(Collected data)
----

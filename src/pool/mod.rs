//! Connection pool module for Linkpool
//!
//! A pool holds pre-established connections between two endpoints. The
//! dialing side opens them ahead of time and the listening side accepts
//! them. Each connection is identified by an ID the listener assigns during
//! an in-band exchange, so both ends can pick the same connection later.
//!
//! Idle connections live in two places at once: a map from ID to handle,
//! and a bounded queue of IDs. Callers take connections by ID (usually the
//! dialing side, after learning the ID from its peer) or take whichever is
//! available next (usually the listening side).

mod acceptor;
mod controller;
pub mod id;
mod manager;
mod producer;
mod queue;
mod state;
mod stats;

pub use controller::{
    CAPACITY_HIGH_RATIO, CAPACITY_LOW_RATIO, INTERVAL_HIGH_THRESHOLD, INTERVAL_LOW_THRESHOLD,
    INTERVAL_STEP,
};
pub use state::Pool;
pub use stats::{PoolStats, PoolStatsSnapshot};

use std::time::Duration;

/// How long the dialing side waits for its connection ID
pub const ID_READ_TIMEOUT: Duration = Duration::from_secs(60);

/// Poll period while waiting for a specific ID
pub const ID_RETRY_INTERVAL: Duration = Duration::from_millis(50);

/// Backoff after a failed accept
pub const ACCEPT_RETRY_INTERVAL: Duration = Duration::from_millis(50);

/// Upper bound on closing one connection during a flush
pub const CLOSE_TIMEOUT: Duration = Duration::from_secs(1);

----

TASK OBJECTIVE: Retype the lines above without alteration. The first is the one containing "pub const ID_RETRY_INTERVAL: Duration", and the last is the final line of the data.

WRITTEN ANSWER:
pub const ID_RETRY_INTERVAL: Duration = Duration::from_millis(50);

/// Backoff after a failed accept
pub const ACCEPT_RETRY_INTERVAL: Duration = Duration::from_millis(50);

/// Upper bound on closing one connection during a flush
pub const CLOSE_TIMEOUT: Duration = Duration::from_secs(1);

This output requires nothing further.